The 156-player field features 78 fully exempt golfers, including eleven past US Women’s Open champions and 31 amateurs, with players representing 18 US states and 28 countries.

Pine Needles Lodge & Golf Club was designed by Donald Ross and plays host to a US Women’s Open for the fourth time in its history following events in 1996, 2001, and 2007.

Top name players competing include World No. 1 Jin Young Ko, already a winner in 2022 at the HSBC Women’s World Championship and with 13 LPGA victories overall including two majors. Defending champion and world No. 15, Yuka Saso, who has made eight cuts in 10 starts this season with four finishes inside the top 12 has entered.

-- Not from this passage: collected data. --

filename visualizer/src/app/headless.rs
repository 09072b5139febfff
use anyhow::{Context, Result};
use log::info;
use perceptron::{generate_rng, Session};

use crate::{
    config::{AppConfig, HEADLESS_STEPS},
    state::painter::NullPainter,
};

const REPORT_EVERY: usize = 500;

/// Runs the same training loop as the TUI without a terminal or tick delay, then prints a
/// summary.
///
/// # Errors
/// Returns an error if the session can't be built or a step fails.
pub fn run(config: &AppConfig) -> Result<()> {
    let steps = config.max_steps.unwrap_or(HEADLESS_STEPS);
    let mut session: Session<(), _> = Session::new(&config.session(), generate_rng(config.seed))
        .context("cannot start the session")?;
    let mut painter = NullPainter;

    let mut boundaries = 0;

    for _ in 0..steps {
        let report = session.step(&mut painter)?;

        if report.boundary.is_some() {
            boundaries += 1;
        }

        if report.step % REPORT_EVERY == 0 {
            info!(
                step = report.step, corrections = session.corrections();
                "weights {:?}",
                session.perceptron().weights()
            );
        }
    }

    let target = session.target();
    let agreement = session.scatter().agreement(target).unwrap_or_default();

    println!("steps:       {}", session.steps());
    println!("corrections: {}", session.corrections());
    println!("weights:     {:?}", session.perceptron().weights());
    println!("target:      y = {}x + {}", target.slope, target.intercept);
    println!("agreement:   {:.2}%", agreement * 100.);
    println!("estimated boundary on {boundaries} of {steps} steps");

    Ok(())
}
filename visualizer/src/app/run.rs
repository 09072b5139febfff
use std::io;
use std::time::Instant;

use anyhow::{Context, Result};
use crossterm::{
    event::{self, Event, KeyCode, KeyEventKind},
    execute,
    terminal::{disable_raw_mode, enable_raw_mode, EnterAlternateScreen, LeaveAlternateScreen},
};
use log::info;
use ratatui::{backend::CrosstermBackend, Terminal};

use crate::{config::AppConfig, state::simulation::SimulationState, ui};

struct TerminalGuard;

impl TerminalGuard {
    fn enter() -> Result<Self> {
        enable_raw_mode()?;
        execute!(io::stdout(), EnterAlternateScreen)?;
        Ok(Self)
    }
}

impl Drop for TerminalGuard {
    fn drop(&mut self) {
        let _ = disable_raw_mode();
        let _ = execute!(io::stdout(), LeaveAlternateScreen);
    }
}

/// Runs the TUI: one training step per tick, redrawn every tick, until the user quits.
///
/// # Errors
/// Returns an error if terminal setup or rendering fails, or the session can't be built.
pub fn run(config: &AppConfig) -> Result<()> {
    let mut sim = SimulationState::new(config).context("cannot start the session")?;
    let tick = config.tick_interval();

    let _guard = TerminalGuard::enter()?;

    let backend = CrosstermBackend::new(io::stdout());
    let mut terminal = Terminal::new(backend)?;
    terminal.clear()?;

    let mut running = true;

    while running {
        let started = Instant::now();
        sim.tick()?;
        terminal.draw(|f| ui::draw::draw(f, &sim.view()))?;

        // Wait out the rest of the tick, still answering keys.
        while running {
            let remaining = tick.saturating_sub(started.elapsed());
            if remaining.is_zero() || !event::poll(remaining)? {
                break;
            }

            let Event::Key(k) = event::read()? else {
                continue;
            };

            if k.kind != KeyEventKind::Press {
                continue;
            }

            match k.code {
                KeyCode::Char('q') | KeyCode::Esc => running = false,
                KeyCode::Char(' ') => {
                    sim.toggle_pause();
                    terminal.draw(|f| ui::draw::draw(f, &sim.view()))?;
                }
                _ => {}
            }
        }
    }

    info!("quit requested, stopping");
    terminal.show_cursor()?;
    Ok(())
}
use ndarray::ArrayView2;
use rand::Rng;

use crate::{
    perceptron::Perceptron,
    sampling::{Sample, Sampler},
    PerceptronErr, Result,
};

/// A labelled dataset stored row by row, each row being one input vector.
#[derive(Clone, Debug)]
pub struct Dataset {
    x_size: usize,
    data: Vec<f32>,
    labels: Vec<bool>,
}

impl Dataset {
    /// Creates a new `Dataset`.
    ///
    /// # Arguments
    /// * `data` - The input vectors laid out one after the other.
    /// * `labels` - The expected classification of each input vector.
    /// * `x_size` - The length of each input vector.
    ///
    /// # Returns
    /// A new `Dataset` or an error if `data` doesn't hold exactly one row per label.
    pub fn new(data: Vec<f32>, labels: Vec<bool>, x_size: usize) -> Result<Self> {
        if x_size == 0 {
            return Err(PerceptronErr::InvalidInput(
                "rows must have at least one column".into(),
            ));
        }

        let expected = labels.len() * x_size;

        if data.len() != expected {
            return Err(PerceptronErr::SizeMismatch {
                what: "dataset values",
                got: data.len(),
                expected,
            });
        }

        Ok(Self {
            x_size,
            data,
            labels,
        })
    }

    /// Collects samples into a dataset of `[x, y, bias]` rows.
    pub fn from_samples<I>(samples: I) -> Self
    where
        I: IntoIterator<Item = Sample>,
    {
        let mut data = Vec::new();
        let mut labels = Vec::new();

        for sample in samples {
            data.extend(sample.inputs());
            labels.push(sample.desired);
        }

        Self {
            x_size: 3,
            data,
            labels,
        }
    }

    /// Draws `n` fresh samples from `sampler`.
    pub fn generate<R: Rng + ?Sized>(sampler: &Sampler, rng: &mut R, n: usize) -> Self {
        Self::from_samples((0..n).map(|_| sampler.sample(rng)))
    }

    pub fn len(&self) -> usize {
        self.labels.len()
    }

    pub fn is_empty(&self) -> bool {
        self.labels.is_empty()
    }

    pub fn x_size(&self) -> usize {
        self.x_size
    }

    pub fn labels(&self) -> &[bool] {
        &self.labels
    }

    /// Returns every input vector as the rows of a matrix.
    pub fn x(&self) -> ArrayView2<'_, f32> {
        ArrayView2::from_shape((self.len(), self.x_size), &self.data)
            .expect("the constructors keep one row per label")
    }

    /// Iterates over `(inputs, label)` pairs in order.
    pub fn rows(&self) -> impl Iterator<Item = (&[f32], bool)> + '_ {
        self.data
            .chunks_exact(self.x_size)
            .zip(self.labels.iter().copied())
    }

    /// Runs one online pass over the dataset, training on every row in order.
    ///
    /// # Returns
    /// The amount of corrections made during the pass.
    pub fn train_epoch(&self, perceptron: &mut Perceptron) -> Result<usize> {
        let mut corrections = 0;

        for (inputs, desired) in self.rows() {
            if perceptron.train(inputs, desired)? {
                corrections += 1;
            }
        }

        Ok(corrections)
    }

    /// Returns the fraction of rows `perceptron` classifies correctly, `None` if empty.
    pub fn accuracy(&self, perceptron: &Perceptron) -> Result<Option<f32>> {
        if self.is_empty() {
            return Ok(None);
        }

        let predictions = perceptron.predict_batch(self.x())?;
        let hits = predictions
            .iter()
            .zip(&self.labels)
            .filter(|(pred, label)| pred == label)
            .count();

        Ok(Some(hits as f32 / self.len() as f32))
    }
}
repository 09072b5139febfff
//! A single neuron learning a linear decision boundary online.
//!
//! The [`Perceptron`] trains on one sample at a time and the [`BoundaryEstimator`] guesses its
//! current decision boundary from the points it already classified. A [`Session`] ties both
//! together into the tick the visualizer runs, talking to the display through [`Painter`].

pub mod activation;
pub mod boundary;
pub mod config;
pub mod dataset;
pub mod error;
pub mod initialization;
pub mod perceptron;
pub mod point;
pub mod sampling;
pub mod scatter;
pub mod session;

pub use boundary::{BoundaryEstimator, VerticalPolicy};
pub use config::SessionConfig;
pub use dataset::Dataset;
pub use error::{PerceptronErr, Result};
pub use perceptron::{Perceptron, LEARNING_RATE};
pub use point::{BoundaryLine, ClassifiedPoint, Point};
pub use sampling::{Sample, Sampler, TargetLine};
pub use scatter::Scatter;
pub use session::{generate_rng, Painter, Session, StepReport};

/// The amount of inputs of the visualized perceptron: `x`, `y` and the bias.
pub const NUM_INPUTS: usize = 3;
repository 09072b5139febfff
pub mod draw;
pub mod layout;
pub mod theme;
pub mod widgets;
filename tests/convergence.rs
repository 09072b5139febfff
use perceptron::{Dataset, Perceptron, Sampler, TargetLine, NUM_INPUTS};
use rand::{rngs::StdRng, SeedableRng};

const MAX_EPOCHS: usize = 10_000;

fn gate(outputs: [bool; 4]) -> Dataset {
    let data = vec![
        0., 0., 1., //
        0., 1., 1., //
        1., 0., 1., //
        1., 1., 1., //
    ];

    Dataset::new(data, outputs.to_vec(), NUM_INPUTS).unwrap()
}

/// Trains until an epoch makes no correction, returning how many epochs it took.
fn epochs_to_converge(dataset: &Dataset, perceptron: &mut Perceptron) -> Option<usize> {
    (1..=MAX_EPOCHS).find(|_| dataset.train_epoch(perceptron).unwrap() == 0)
}

#[test]
fn converges_on_linearly_separable_gates() {
    let gates = [
        ("and", [false, false, false, true]),
        ("or", [false, true, true, true]),
        ("nand", [true, true, true, false]),
        ("x", [false, false, true, true]),
    ];

    for seed in 0..5 {
        for (name, outputs) in gates {
            let dataset = gate(outputs);
            let mut rng = StdRng::seed_from_u64(seed);
            let mut p = Perceptron::new(NUM_INPUTS, &mut rng).unwrap();

            let epochs = epochs_to_converge(&dataset, &mut p);

            assert!(epochs.is_some(), "{name} did not converge (seed {seed})");
            assert_eq!(dataset.accuracy(&p).unwrap(), Some(1.), "{name}, seed {seed}");
        }
    }
}

#[test]
fn never_converges_on_xor() {
    let dataset = gate([false, true, true, false]);
    let mut rng = StdRng::seed_from_u64(0);
    let mut p = Perceptron::new(NUM_INPUTS, &mut rng).unwrap();

    for _ in 0..1000 {
        assert!(dataset.train_epoch(&mut p).unwrap() > 0);
    }

    assert!(dataset.accuracy(&p).unwrap().unwrap() < 1.);
}

#[test]
fn learns_the_target_line_online() {
    let target = TargetLine::new(0.5, 10.);
    let sampler = Sampler::new(400., 400., target).unwrap();

    for seed in [1, 2, 3] {
        let mut rng = StdRng::seed_from_u64(seed);
        let mut p = Perceptron::new(NUM_INPUTS, &mut rng).unwrap();

        for _ in 0..5000 {
            let sample = sampler.sample(&mut rng);
            p.train(&sample.inputs(), sample.desired).unwrap();
        }

        let fresh = Dataset::generate(&sampler, &mut rng, 1000);
        let accuracy = dataset_accuracy(&fresh, &p);

        assert!(accuracy > 0.95, "accuracy {accuracy} with seed {seed}");
    }
}

fn dataset_accuracy(dataset: &Dataset, p: &Perceptron) -> f32 {
    dataset.accuracy(p).unwrap().unwrap()
}
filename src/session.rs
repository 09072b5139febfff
use log::info;
use rand::{rngs::StdRng, Rng, SeedableRng};

use crate::{
    boundary::BoundaryEstimator,
    config::SessionConfig,
    perceptron::Perceptron,
    point::{BoundaryLine, ClassifiedPoint, Point},
    sampling::{Sample, Sampler, TargetLine},
    scatter::Scatter,
    PerceptronErr, Result, NUM_INPUTS,
};

/// The display side of a [`Session`].
///
/// A painter draws points and the estimated boundary and hands back an opaque handle per point
/// so it can later recolor it. The session never looks inside a handle.
pub trait Painter {
    type Handle;

    /// Draws a newly classified point.
    fn draw_point(&mut self, point: &Point, label: bool) -> Self::Handle;

    /// Updates an already drawn point to its refreshed label.
    fn recolor(&mut self, handle: &mut Self::Handle, label: bool);

    /// Replaces the previously drawn boundary, `None` meaning nothing to draw this frame.
    fn draw_boundary(&mut self, line: Option<&BoundaryLine>);
}

/// What happened during a single [`Session::step`].
#[derive(Clone, Copy, Debug, PartialEq)]
pub struct StepReport {
    /// 1-based number of this step.
    pub step: usize,
    pub sample: Sample,
    /// Whether the sample made the perceptron correct its weights.
    pub corrected: bool,
    /// How many previous points changed label on refresh.
    pub flipped: usize,
    pub boundary: Option<BoundaryLine>,
}

/// One run of the visualization: a perceptron learning from samples drawn one per tick.
pub struct Session<H, R: Rng> {
    perceptron: Perceptron,
    sampler: Sampler,
    estimator: BoundaryEstimator,
    scatter: Scatter<H>,
    rng: R,
    steps: usize,
    corrections: usize,
}

impl<H, R: Rng> Session<H, R> {
    /// Creates a new `Session` with a freshly initialized `[x, y, bias]` perceptron.
    ///
    /// # Arguments
    /// * `config` - The problem to learn.
    /// * `rng` - The random source for both the initial weights and the samples.
    pub fn new(config: &SessionConfig, mut rng: R) -> Result<Self> {
        let perceptron = Perceptron::new(NUM_INPUTS, &mut rng)?;
        Self::with_perceptron(config, perceptron, rng)
    }

    /// Creates a new `Session` around an existing perceptron.
    ///
    /// # Returns
    /// A new `Session`, or an error if the configuration is invalid or the perceptron doesn't
    /// take `[x, y, bias]` inputs.
    pub fn with_perceptron(
        config: &SessionConfig,
        perceptron: Perceptron,
        rng: R,
    ) -> Result<Self> {
        config.validate()?;

        if perceptron.num_inputs() != NUM_INPUTS {
            return Err(PerceptronErr::SizeMismatch {
                what: "perceptron inputs",
                got: perceptron.num_inputs(),
                expected: NUM_INPUTS,
            });
        }

        let sampler = Sampler::new(config.x_bound, config.y_bound, config.target)?;

        info!(
            "session created: target y = {}x + {}, domain {}x{}, initial weights {:?}",
            config.target.slope,
            config.target.intercept,
            2. * config.x_bound,
            2. * config.y_bound,
            perceptron.weights()
        );

        Ok(Self {
            perceptron,
            sampler,
            estimator: BoundaryEstimator::new(config.vertical_policy),
            scatter: Scatter::new(),
            rng,
            steps: 0,
            corrections: 0,
        })
    }

    pub fn perceptron(&self) -> &Perceptron {
        &self.perceptron
    }

    pub fn scatter(&self) -> &Scatter<H> {
        &self.scatter
    }

    pub fn target(&self) -> &TargetLine {
        self.sampler.target()
    }

    /// Returns the half extents of the sampling domain, `(x_bound, y_bound)`.
    pub fn bounds(&self) -> (f32, f32) {
        self.sampler.bounds()
    }

    /// Returns the amount of steps taken so far.
    pub fn steps(&self) -> usize {
        self.steps
    }

    /// Returns the amount of steps that corrected the weights.
    pub fn corrections(&self) -> usize {
        self.corrections
    }

    /// Runs a single tick.
    ///
    /// The perceptron trains on a fresh sample, then the boundary is estimated from the labels
    /// the points had *before* this tick, then every point is relabelled and finally the new
    /// sample joins the scatter with the updated perceptron's label.
    ///
    /// # Arguments
    /// * `painter` - Where to draw.
    ///
    /// # Returns
    /// A report of the step or the perceptron's error, which can only be a size mismatch.
    pub fn step<P>(&mut self, painter: &mut P) -> Result<StepReport>
    where
        P: Painter<Handle = H>,
    {
        let sample = self.sampler.sample(&mut self.rng);
        let inputs = sample.inputs();

        let corrected = self.perceptron.train(&inputs, sample.desired)?;
        if corrected {
            self.corrections += 1;
        }

        let boundary = self.estimator.estimate(self.scatter.points());
        painter.draw_boundary(boundary.as_ref());

        let flipped = self
            .scatter
            .refresh(&self.perceptron, |handle, label| painter.recolor(handle, label))?;

        let label = self.perceptron.feed_forward(&inputs)?;
        let handle = painter.draw_point(&sample.point, label);
        self.scatter.push(ClassifiedPoint {
            point: sample.point,
            label,
            handle,
        });

        self.steps += 1;

        Ok(StepReport {
            step: self.steps,
            sample,
            corrected,
            flipped,
            boundary,
        })
    }
}

/// Creates the session's random source, seeded when reproducibility is wanted.
pub fn generate_rng(seed: Option<u64>) -> StdRng {
    match seed {
        Some(seed) => StdRng::seed_from_u64(seed),
        None => StdRng::from_os_rng(),
    }
}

Pine Needles - Home of the 2022 US Women's Open Pine Needles – Home of the 2022 US Women’s Open (Credit: USGA/Darren Carroll)

World No. 2 Nelly Korda will return to the LPGA Tour for the first time since early February after being diagnosed with a blood clot in her left arm and undergoing emergency surgery.

One of the most successful LPGA players of all-time will also be making a return to the US Women’s Open and the course where she won her second consecutive Open title in 1996.

“It means a lot for me to go back to Pine Needles for this year’s U.S. Women’s Open,” Sorenstam said. “I have great memories of defending my title there in 1996. If my first U.S. Open put me on the map, I felt this one validated that win.”

Hannah Green, Sarah Kemp, Grace Kim, Minjee Lee, and Gabi Ruffels lead the Aussies at the tournament. Kemp made it through qualifying this month at Belle Haven Country club bagging one of the four qualifying spots. Ruffels was another qualifier out of Dragonfly Golf Club in California, and Kim qualified earlier this month in New Jersey.

Just two Australians have ever won this championship with Jan Stephenson victorious in 1983 and Karrie Webb securing the championship with back-to-back titles in 2000 and 2001.

This year’s US Women’s Open features a US$10 million purse, up US$4.5 million from 2021, with the winner taking home a tidy US$1.8 million.